- **Data records**:

>>

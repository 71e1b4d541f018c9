//! Classification of the invocation's metric selectors and process ids.
//!
//! Grammar, tokens in any order:
//! - `--<category>` enables a category (`cpu`, `memory`, `network`, `io`, any case)
//! - a run of ASCII digits names a process to monitor
//!
//! The result is an immutable [`MonitorConfig`] handed to the collector.

use std::collections::BTreeSet;
use std::fmt;
use std::path::{Path, PathBuf};

use crate::model::MetricCategory;

/// Fatal problems with the invocation, detected before sampling starts.
#[derive(Debug, Clone, PartialEq, Eq)]
pub enum ConfigError {
    /// `--name` where name is not a known category.
    UnknownMetric(String),
    /// A token that is neither a category flag nor a process id.
    InvalidArgument(String),
    /// `io` selected without any process id.
    MissingTarget(MetricCategory),
}

impl fmt::Display for ConfigError {
    fn fmt(&self, f: &mut fmt::Formatter<'_>) -> fmt::Result {
        match self {
            ConfigError::UnknownMetric(name) => write!(f, "unknown metric type: {}", name),
            ConfigError::InvalidArgument(arg) => write!(f, "invalid argument: {}", arg),
            ConfigError::MissingTarget(category) => write!(
                f,
                "'{}' metric requires at least one process id to monitor",
                category
            ),
        }
    }
}

impl std::error::Error for ConfigError {}

/// Non-fatal findings reported once at startup.
#[derive(Debug, Clone, PartialEq, Eq)]
pub enum Advisory {
    /// Process ids were given together with `network`, which is system-wide only.
    PidsIgnoredForNetwork(usize),
}

impl fmt::Display for Advisory {
    fn fmt(&self, f: &mut fmt::Formatter<'_>) -> fmt::Result {
        match self {
            Advisory::PidsIgnoredForNetwork(count) => write!(
                f,
                "{} process id(s) ignored for 'network' metric",
                count
            ),
        }
    }
}

/// A process to sample, addressed by its `/proc/[pid]` directory.
#[derive(Debug, Clone, PartialEq, Eq)]
pub struct ProcessTarget {
    pid: String,
    stem: PathBuf,
}

impl ProcessTarget {
    /// Builds the target for `pid` under `proc_root`.
    ///
    /// The id is kept exactly as typed so the emitted paths match the invocation.
    pub fn new(pid: impl Into<String>, proc_root: &Path) -> Self {
        let pid = pid.into();
        let stem = proc_root.join(&pid);
        Self { pid, stem }
    }

    pub fn pid(&self) -> &str {
        &self.pid
    }

    /// The `/proc/[pid]` directory.
    pub fn stem(&self) -> &Path {
        &self.stem
    }

    pub fn stat_path(&self) -> PathBuf {
        self.stem.join("stat")
    }

    pub fn status_path(&self) -> PathBuf {
        self.stem.join("status")
    }

    pub fn io_path(&self) -> PathBuf {
        self.stem.join("io")
    }
}

/// Immutable run configuration produced by [`classify`].
#[derive(Debug, Clone, PartialEq, Eq)]
pub struct MonitorConfig {
    proc_root: PathBuf,
    categories: BTreeSet<MetricCategory>,
    targets: Vec<ProcessTarget>,
    advisories: Vec<Advisory>,
}

impl MonitorConfig {
    pub fn proc_root(&self) -> &Path {
        &self.proc_root
    }

    pub fn categories(&self) -> &BTreeSet<MetricCategory> {
        &self.categories
    }

    pub fn is_enabled(&self, category: MetricCategory) -> bool {
        self.categories.contains(&category)
    }

    /// Monitored processes in the order they were given.
    pub fn targets(&self) -> &[ProcessTarget] {
        &self.targets
    }

    pub fn advisories(&self) -> &[Advisory] {
        &self.advisories
    }
}

fn is_pid(token: &str) -> bool {
    !token.is_empty() && token.bytes().all(|b| b.is_ascii_digit())
}

/// Classifies the raw selector tokens into a [`MonitorConfig`].
///
/// Defaults to `cpu` when no category is named. Fails on unknown categories,
/// malformed tokens, and `io` without a process id.
pub fn classify<I, S>(args: I, proc_root: impl AsRef<Path>) -> Result<MonitorConfig, ConfigError>
where
    I: IntoIterator<Item = S>,
    S: AsRef<str>,
{
    let proc_root = proc_root.as_ref();
    let mut categories = BTreeSet::new();
    let mut pids: Vec<String> = Vec::new();

    for arg in args {
        let arg = arg.as_ref();
        if let Some(name) = arg.strip_prefix("--") {
            categories.insert(name.parse::<MetricCategory>()?);
        } else if is_pid(arg) {
            pids.push(arg.to_string());
        } else {
            return Err(ConfigError::InvalidArgument(arg.to_string()));
        }
    }

    if categories.is_empty() {
        categories.insert(MetricCategory::Cpu);
    }

    let mut advisories = Vec::new();
    if categories.contains(&MetricCategory::Network) && !pids.is_empty() {
        advisories.push(Advisory::PidsIgnoredForNetwork(pids.len()));
    }

    if categories.contains(&MetricCategory::Io) && pids.is_empty() {
        return Err(ConfigError::MissingTarget(MetricCategory::Io));
    }

    let targets = pids
        .into_iter()
        .map(|pid| ProcessTarget::new(pid, proc_root))
        .collect();

    Ok(MonitorConfig {
        proc_root: proc_root.to_path_buf(),
        categories,
        targets,
        advisories,
    })
}

#[cfg(test)]
mod tests {
    use super::*;

    #[test]
    fn test_defaults_to_cpu() {
        let config = classify(Vec::<String>::new(), "/proc").unwrap();
        assert_eq!(
            config.categories().iter().copied().collect::<Vec<_>>(),
            vec![MetricCategory::Cpu]
        );
        assert!(config.targets().is_empty());
        assert!(config.advisories().is_empty());
    }

    #[test]
    fn test_pids_only_still_default_to_cpu() {
        let config = classify(["42"], "/proc").unwrap();
        assert!(config.is_enabled(MetricCategory::Cpu));
        assert_eq!(config.targets().len(), 1);
        assert_eq!(config.targets()[0].stat_path(), Path::new("/proc/42/stat"));
    }

    #[test]
    fn test_order_independent() {
        let a = classify(["--cpu", "123", "--memory"], "/proc").unwrap();
        let b = classify(["123", "--memory", "--cpu"], "/proc").unwrap();
        assert_eq!(a, b);
        assert!(a.is_enabled(MetricCategory::Cpu));
        assert!(a.is_enabled(MetricCategory::Memory));
        assert!(!a.is_enabled(MetricCategory::Network));
    }

    #[test]
    fn test_category_case_insensitive() {
        let config = classify(["--MEMORY", "--Network"], "/proc").unwrap();
        assert!(config.is_enabled(MetricCategory::Memory));
        assert!(config.is_enabled(MetricCategory::Network));
        assert!(!config.is_enabled(MetricCategory::Cpu));
    }

    #[test]
    fn test_unknown_metric() {
        let err = classify(["--disk"], "/proc").unwrap_err();
        assert_eq!(err, ConfigError::UnknownMetric("disk".to_string()));
        assert_eq!(err.to_string(), "unknown metric type: disk");
    }

    #[test]
    fn test_bare_double_dash_is_unknown_metric() {
        let err = classify(["--"], "/proc").unwrap_err();
        assert_eq!(err, ConfigError::UnknownMetric(String::new()));
    }

    #[test]
    fn test_invalid_argument() {
        for bad in ["abc", "-cpu", "12a", "", "+5", "-1"] {
            let err = classify([bad], "/proc").unwrap_err();
            assert_eq!(err, ConfigError::InvalidArgument(bad.to_string()), "{bad:?}");
        }
    }

    #[test]
    fn test_io_requires_pid() {
        let err = classify(["--io"], "/proc").unwrap_err();
        assert_eq!(err, ConfigError::MissingTarget(MetricCategory::Io));

        let err = classify(["--cpu", "--IO"], "/proc").unwrap_err();
        assert_eq!(err, ConfigError::MissingTarget(MetricCategory::Io));

        assert!(classify(["--io", "7"], "/proc").is_ok());
    }

    #[test]
    fn test_network_with_pids_is_advisory() {
        let config = classify(["--network", "1", "2"], "/proc").unwrap();
        assert_eq!(config.advisories(), &[Advisory::PidsIgnoredForNetwork(2)]);
        assert_eq!(config.targets().len(), 2);

        let config = classify(["--network"], "/proc").unwrap();
        assert!(config.advisories().is_empty());
    }

    #[test]
    fn test_targets_keep_order_and_spelling() {
        let config = classify(["300", "--cpu", "0042", "300"], "/host/proc").unwrap();
        let pids: Vec<&str> = config.targets().iter().map(|t| t.pid()).collect();
        assert_eq!(pids, vec!["300", "0042", "300"]);

        let target = &config.targets()[1];
        assert_eq!(target.stem(), Path::new("/host/proc/0042"));
        assert_eq!(target.stat_path(), Path::new("/host/proc/0042/stat"));
        assert_eq!(target.status_path(), Path::new("/host/proc/0042/status"));
        assert_eq!(target.io_path(), Path::new("/host/proc/0042/io"));
        assert_eq!(config.proc_root(), Path::new("/host/proc"));
    }
}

<<

- **WORK TO COMPLETE**:
Looking through the records, copy out every line in which the word "bool" is found.

- **EXPECTED ANSWER**:
    pub fn is_enabled(&self, category: MetricCategory) -> bool {
fn is_pid(token: &str) -> bool {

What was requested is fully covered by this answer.